Mas, sua vida de excessos encurtava cada vez mais seus caminhos
E seus talentos seguiam em decadência sem possibilidade de retorno...
Sua vida, repleta de acontecimentos únicos,
Parecia não ter sentido a medida em que se aproximava do fim...
O corpo antes forte, reclamava seus males
E o prejudicial foi predominante pra que ele percebesse o quanto era vulnerável...
Os que antes o acompanhavam, eram os mesmos que lhe viravam as costas...
Foi aí então que ele percebeu que mesmo ser ter conhecido o tal homem,
Teve sua história feito cópia da jornada daquele saltimbanco que o fez...
E num dia cinzento, Cidinho acorda lá pelas onze,
Dá um beijo na Preta como se fosse o último; e era...
Desceu a ladeira, que lhe deu o pseudônimo... Lentamente...
Foi de encontro ao velho botequim,
O mesmo onde mantinha a décadas a mesma pendura...

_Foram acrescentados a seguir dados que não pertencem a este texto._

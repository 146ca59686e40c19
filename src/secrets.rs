//! # Per-Stack Secrets
//!
//! Secrets are optional. For stack `S` two candidates are probed in order:
//! `secrets/S.enc.yaml` (encrypted, decrypted by invoking `sops -d`) then
//! `secrets/S.yaml` (plaintext). Neither existing yields an empty mapping.
//!
//! The decryption tool contract: stdout is the plaintext YAML, a non-zero
//! exit is fatal with stderr preserved, a missing binary is fatal with an
//! install hint.

use std::fs;
use std::path::Path;
use std::process::Command;

use serde_yaml::Mapping;

use crate::error::{Error, Result};
use crate::paths::{RepoLayout, SECRETS_ENC_EXT, SECRETS_EXT};

/// Loads the secrets mapping for a stack.
pub fn load_secrets(layout: &RepoLayout, stack: &str) -> Result<Mapping> {
    let encrypted = layout.secrets_file(stack, SECRETS_ENC_EXT);
    let plaintext = layout.secrets_file(stack, SECRETS_EXT);

    let data = if encrypted.is_file() {
        decrypt_with_sops(&encrypted)?
    } else if plaintext.is_file() {
        fs::read_to_string(&plaintext).map_err(|err| Error::SecretParse {
            stack: stack.to_string(),
            detail: format!("failed to read {}: {err}", plaintext.display()),
        })?
    } else {
        return Ok(Mapping::new());
    };

    let secrets: Option<Mapping> =
        serde_yaml::from_str(&data).map_err(|err| Error::SecretParse {
            stack: stack.to_string(),
            detail: err.to_string(),
        })?;

    Ok(secrets.unwrap_or_default())
}

/// Runs `sops -d <file>` and returns the decrypted stdout.
fn decrypt_with_sops(file: &Path) -> Result<String> {
    let output = match Command::new("sops").arg("-d").arg(file).output() {
        Ok(output) => output,
        Err(err) if err.kind() == std::io::ErrorKind::NotFound => {
            return Err(Error::DecryptionToolMissing {
                file: file.to_path_buf(),
            })
        }
        Err(err) => {
            return Err(Error::Environment {
                detail: format!("failed to run sops: {err}"),
            })
        }
    };

    if !output.status.success() {
        return Err(Error::DecryptionFailed {
            file: file.to_path_buf(),
            stderr: String::from_utf8_lossy(&output.stderr).into_owned(),
        });
    }

    Ok(String::from_utf8_lossy(&output.stdout).into_owned())
}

Lançou mão de seu instrumento musical,
E mais uma vez iniciou a rotina que lhe deu fama e respeito;
Sob olhares atentos e aplausos entusiasmados,
Fazia o choro sair de cordas através de seu dedilhado
E as lágrimas emotivas a escorrerem no seu rosto enrugado...
Subitamente, durante a roda, as atenções desviaram-se...
Uma forte brisa soprou a oeste criando calafrios;
Num movimento uniforme, todos se viraram contra a mesa,
E após frações de segundos, perceberam o silêncio...
Eram meio-dia daquele sábado distinto;
Alcides; Cidinho da Ladeira; Boêmio; Moleque; abraçado ao seu cavaco,
Deixava aquela que, o próprio chamava de samba-enredo...
O bamba deixara todos de queixo caído ao deixar a vida...
Apesar do seu traçado até aqui ter sido inconsequente,
Há quem o diga que, pensavam ser um imortal...
Nasceu sem pedir, viveu sem medidas, se foi fazendo o que mais amava...
O eterno Guri se foi mas, o intuito ainda vive;
Também nascemos sem pedir, vivemos nossos excessos, ultrapassamos nossos limites
Mas, nunca devemos deixar de intensificar nossos amores;
Seja um lugar, uma pessoa, um estado, uma ação...
E mesmo que vidas assim como a desse malandro, tenham tido fatos ruins,
Sempre existem um lado claro nas coisas, depende apenas do ponto de vista...
E assim, Cidinho vive pois, mudam-se os personagens e cenários
Mas, a história sempre será a mesma, com início, meio e fim...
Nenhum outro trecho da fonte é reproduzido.